Atos de violência e crueldade não costumam ser cometidos por pessoas sem emoções ou sentimentos morais; eles são executados por pessoas com emoções fortíssimas e respostas carregadas de empatia.
Talvez ele seja um exemplo extremo, mas vale a pena lembrar que a empatia é uma ferramenta que todos os políticos usam para argumentar a favor de tudo que eles querem. Todos os lados a manejam como uma arma: a empatia pelas mulheres vs. a empatia pelo feto, a empatia pelo imigrante vs. a empatia pelos desempregados, e assim por diante. Cada lado expõe a sua vítima – o cara que teve a vida arruinada pelo “Obamacare” [como é chamado popularmente o sistema de saúde público dos EUA instaurado durante o governo Obama] e o cara que teve a vida salva pelo “Obamacare”. É um jeito imbecil de legislar, porque toda legislação tem pessoas que saem ganhando e pessoas que saem perdendo.
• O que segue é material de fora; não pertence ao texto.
// SPDX-License-Identifier: PolyForm-Noncommercial-1.0.0
// Copyright (c) 2025 Sylvex. All rights reserved.

//! # Common Test Utilities
//!
//! - `fixtures`: Pre-built test data
//! - `builders`: Builders for files the replicator reads
//! - `harness`: In-memory historian pair
//! - `logs`: Captured tracing events

pub mod builders;
pub mod fixtures;
pub mod harness;
pub mod logs;

pub use builders::*;
pub use fixtures::*;
pub use harness::*;
pub use logs::*;

use std::sync::Once;
use tracing_subscriber::EnvFilter;

static INIT: Once = Once::new();

/// Initialize test logging. Call this at the start of each test module.
pub fn init_test_logging() {
    INIT.call_once(|| {
        let _ = tracing_subscriber::fmt()
            .with_env_filter(
                EnvFilter::try_from_default_env()
                    .unwrap_or_else(|_| EnvFilter::new("warn,histrep_core=debug")),
            )
            .with_test_writer()
            .try_init();
    });
}

/// Create a temporary directory for test data.
pub fn temp_test_dir(prefix: &str) -> tempfile::TempDir {
    tempfile::Builder::new()
        .prefix(prefix)
        .tempdir()
        .expect("Failed to create temp directory")
}
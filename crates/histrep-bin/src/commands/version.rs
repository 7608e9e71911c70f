// SPDX-License-Identifier: PolyForm-Noncommercial-1.0.0
// Copyright (c) 2025 Sylvex. All rights reserved.

//! Implementation of the `version` command.

use histrep_core::HistorianRegistry;

use crate::cli::Cli;
use crate::error::BinResult;

/// Executes the `version` command to display version information.
pub fn version(_cli: &Cli) -> BinResult<()> {
    println!("histrep - historian data replicator");
    println!();
    println!("Version Information:");
    println!("  histrep-bin:    {}", env!("CARGO_PKG_VERSION"));
    println!("  histrep-core:   {}", histrep_core::VERSION);
    println!("  histrep-config: {}", histrep_config::VERSION);
    println!();
    println!("Build Information:");
    println!("  Target:   {}", std::env::consts::ARCH);
    println!("  OS:       {}", std::env::consts::OS);
    println!("  Backends: {}", HistorianRegistry::with_defaults().supported_backends().join(", "));
    println!();
    println!("License: PolyForm Noncommercial License 1.0.0");
    println!("Copyright (c) 2025 Sylvex. All rights reserved.");

    Ok(())
}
P: Se os nossos próprios líderes procuram uma agenda política mais empática e menos racional, como podemos corrigir isso?
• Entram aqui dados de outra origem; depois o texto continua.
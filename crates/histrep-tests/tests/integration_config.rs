// SPDX-License-Identifier: PolyForm-Noncommercial-1.0.0
// Copyright (c) 2025 Sylvex. All rights reserved.

//! # Configuration Integration Tests
//!
//! Loading configuration and points files from disk and turning them into
//! replicator settings.
//!
//! - `test_load_*`: file loading and path resolution
//! - `test_points_*`: points file handling
//! - `test_settings_*`: conversion to replicator settings
//! - `test_invalid_*`: rejected configurations

use std::time::Duration;

use histrep_config::{load_config, load_points, ConfigError, ConfigLoader, LogFormat, LogLevel};
use histrep_core::{DataCollectionMode, PointName, TickPolicy};
use histrep_tests::common::{
    builders::ConfigFileBuilder,
    fixtures::{PointFixtures, TimeFixtures},
    init_test_logging, temp_test_dir,
};

// =============================================================================
// Loading
// =============================================================================

#[test]
fn test_load_resolves_paths_against_config_dir() {
    init_test_logging();
    let dir = temp_test_dir("histrep-config");
    let path = ConfigFileBuilder::new()
        .points(PointFixtures::plant())
        .write_to(dir.path());

    let config = load_config(&path).unwrap();

    assert_eq!(config.points.file, dir.path().join("points.txt"));
    assert_eq!(config.dead_letter.path, dir.path().join("ValuesInError.txt"));
    assert_eq!(load_points(&config.points.file).unwrap(), PointFixtures::plant());
}

#[test]
fn test_load_toml_file() {
    let dir = temp_test_dir("histrep-config");
    std::fs::write(dir.path().join("points.txt"), "A\n").unwrap();
    let path = dir.path().join("histrep.toml");
    std::fs::write(
        &path,
        r#"
mode = "historical"

[source]
server = "plant-a"

[destination]
server = "central"

[historical]
start = "2024-03-01T00:00:00Z"
end = "2024-03-02T00:00:00Z"
source_max_rate = 5000.0

[points]
file = "points.txt"

[logging]
level = "debug"
format = "json"
"#,
    )
    .unwrap();

    let config = load_config(&path).unwrap();
    assert_eq!(config.mode, DataCollectionMode::Historical);
    assert_eq!(config.source.server, "plant-a");
    assert_eq!(config.logging.level, LogLevel::Debug);
    assert_eq!(config.logging.format, LogFormat::Json);

    let window = config.window().unwrap().unwrap();
    assert_eq!(window.duration(), chrono::Duration::hours(24));
}

#[test]
fn test_load_expands_placeholders() {
    let dir = temp_test_dir("histrep-config");
    std::env::set_var("HRIT_PLACEHOLDER_SOURCE", "plant-b");
    let path = ConfigFileBuilder::new()
        .source("${HRIT_PLACEHOLDER_SOURCE}")
        .destination("${HRIT_PLACEHOLDER_UNSET:central}")
        .points(PointFixtures::names(&["A"]))
        .write_to(dir.path());

    let config = load_config(&path).unwrap();
    assert_eq!(config.source.server, "plant-b");
    assert_eq!(config.destination.server, "central");
}

#[test]
fn test_load_env_overrides() {
    let dir = temp_test_dir("histrep-config");
    let path = ConfigFileBuilder::new()
        .points(PointFixtures::names(&["A"]))
        .write_to(dir.path());

    std::env::set_var("HRIT_ENV_SEND_PERIOD_MS", "250");
    std::env::set_var("HRIT_ENV_DISPATCH_TICK_POLICY", "overlap");

    let config = ConfigLoader::new()
        .with_env_prefix("HRIT_ENV")
        .load(&path)
        .unwrap();

    assert_eq!(config.dispatch.send_period(), Duration::from_millis(250));
    assert_eq!(config.dispatch.tick_policy, TickPolicy::Overlapping);
}

// =============================================================================
// Points
// =============================================================================

#[test]
fn test_points_file_comments_and_duplicates() {
    let dir = temp_test_dir("histrep-points");
    let path = dir.path().join("points.txt");
    std::fs::write(&path, "# header\nA\n\n  B  \nA\n# trailing\nC\n").unwrap();

    let points = load_points(&path).unwrap();
    assert_eq!(points, PointFixtures::names(&["A", "B", "C"]));
}

#[test]
fn test_points_file_missing() {
    let err = load_points("/nonexistent/histrep/points.txt").unwrap_err();
    assert!(matches!(err, ConfigError::FileNotFound { .. }));
}

#[test]
fn test_points_file_without_names() {
    let dir = temp_test_dir("histrep-points");
    let path = dir.path().join("points.txt");
    std::fs::write(&path, "# nothing yet\n\n").unwrap();

    let err = load_points(&path).unwrap_err();
    assert!(matches!(err, ConfigError::EmptyPointList { .. }));
}

// =============================================================================
// Settings
// =============================================================================

#[test]
fn test_settings_realtime() {
    init_test_logging();
    let dir = temp_test_dir("histrep-settings");
    let path = ConfigFileBuilder::new()
        .source(" plant-a ")
        .periods_ms(500, 200)
        .allow_create(true)
        .points(PointFixtures::names(&["A", "B"]))
        .write_to(dir.path());

    let config = load_config(&path).unwrap();
    let points = load_points(&config.points.file).unwrap();
    let settings = config.to_settings(points).unwrap();

    assert_eq!(settings.mode, DataCollectionMode::Realtime);
    assert_eq!(settings.source_server, "plant-a");
    assert_eq!(settings.points, vec![PointName::new("A"), PointName::new("B")]);
    assert_eq!(settings.send_period, Duration::from_millis(500));
    assert_eq!(settings.read_period, Duration::from_millis(200));
    assert!(settings.allow_create);
    assert!(settings.window.is_none());
    assert_eq!(settings.dead_letter_path, dir.path().join("ValuesInError.txt"));
    assert!(settings.validate().is_ok());
}

#[test]
fn test_settings_historical_window() {
    let dir = temp_test_dir("histrep-settings");
    let path = ConfigFileBuilder::new()
        .window(TimeFixtures::at(0), TimeFixtures::at(3600))
        .points(PointFixtures::names(&["A"]))
        .extra("logging:\n  level: warn\n")
        .write_to(dir.path());

    let config = load_config(&path).unwrap();
    let settings = config.to_settings(PointFixtures::names(&["A"])).unwrap();

    assert_eq!(settings.mode, DataCollectionMode::Historical);
    assert_eq!(settings.window, Some(TimeFixtures::window(0, 3600)));
    assert_eq!(config.logging.level, LogLevel::Warn);
    assert!(settings.validate().is_ok());
}

// =============================================================================
// Invalid configurations
// =============================================================================

#[test]
fn test_invalid_window_order() {
    init_test_logging();
    let dir = temp_test_dir("histrep-invalid");
    let path = ConfigFileBuilder::new()
        .window(TimeFixtures::at(60), TimeFixtures::at(0))
        .points(PointFixtures::names(&["A"]))
        .write_to(dir.path());

    let err = load_config(&path).unwrap_err();
    assert!(matches!(err, ConfigError::Validation { .. }));
    assert!(err
        .user_message()
        .starts_with("An incorrect start time was supplied for history recovery"));
}

#[test]
fn test_invalid_historical_without_window() {
    let dir = temp_test_dir("histrep-invalid");
    let path = ConfigFileBuilder::new()
        .mode(DataCollectionMode::Historical)
        .points(PointFixtures::names(&["A"]))
        .write_to(dir.path());

    let err = load_config(&path).unwrap_err();
    assert!(matches!(err, ConfigError::Validation { ref field, .. } if field == "historical.start"));
}

#[test]
fn test_invalid_period() {
    let dir = temp_test_dir("histrep-invalid");
    let path = ConfigFileBuilder::new()
        .periods_ms(0, 1000)
        .points(PointFixtures::names(&["A"]))
        .write_to(dir.path());

    let err = load_config(&path).unwrap_err();
    assert!(matches!(err, ConfigError::OutOfRange { .. }));
}

#[test]
fn test_invalid_unknown_section() {
    let dir = temp_test_dir("histrep-invalid");
    let path = ConfigFileBuilder::new()
        .points(PointFixtures::names(&["A"]))
        .extra("archive:\n  retention_days: 30\n")
        .write_to(dir.path());

    let err = load_config(&path).unwrap_err();
    assert!(!err.is_io_error());
}

#[test]
fn test_invalid_missing_config_file() {
    let err = load_config("/nonexistent/histrep/histrep.yaml").unwrap_err();
    assert!(err.is_io_error());
}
R: Não aceitando o ponto de vista de que vivemos num mundo pós-factual. Isso seria o mesmo que aceitar o racismo, o machismo e a crueldade como coisas com as quais precisamos ser cúmplices. Não precisamos. O racismo, o machismo e a crueldade refletem um fracasso no uso da razão e da racionalidade. Nós fazemos o nosso melhor quando tentamos pensar de forma cuidadosa e imparcial, quando pesamos os custos contra os benefícios. Quando nossas decisões são tomadas pela emoção, seja ela o desejo sexual ou a vergonha ou a culpa ou até mesmo a empatia, nós nos tornamos piores.
E é importante também exigir argumentos com base em números. Precisamos desenvolver as práticas sociais e culturais adequadas de modo que os apelos à empatia e às emoções sejam vistos como ridículos.
P: O que você diria para aqueles que afirmam que o problema do ciclo eleitoral de 2016 foi uma completa falta de empatia pelo outro lado?
R: É claro que, se mais pessoas que moram em certas áreas tivessem votado Clinton, ela teria vencido, mas não acredito que haja qualquer motivo para acreditar que ela perdeu porque ela não criou empatia o suficiente com esses eleitores. É mais provável que eles não tenham gostado dela ou das suas políticas. Eles não acharam que ela representaria os seus interesses.
P: Depois dessa última eleição, muitas pessoas ficaram apreensivas com as reuniões de fim de ano. O que você diria às pessoas que estão se reunindo com familiares e amigos que votaram diferente delas?
R: Para alguns, será extremamente irritante entrar numa sala cheia de gente feliz com a vitória de Trump ou deprimida com a derrota de Clinton, mas nós somos pessoas distintas umas das outras. A empatia requer uma certa quantidade de arrogância da parte de um eleitor de Clinton que acha que consegue se pôr no lugar de um eleitor de Trump, e vice-versa. Felizmente, há alternativas.
Se você quiser saber da vida ou da experiência de alguém, então pergunte e leve a sério a resposta. Nós não precisamos de empatia. Precisamos de amor, bondade e compaixão. Sem isso, estamos ferrados de verdade.
*Neda Semnani é escritora freelancer e ex-colunista da coluna “Roll Call”. Já teve textos seus publicados na Week, Life Sentence, Baffler Blog, LA Review of Books, Washington City Paper, BuzzFeed e outros.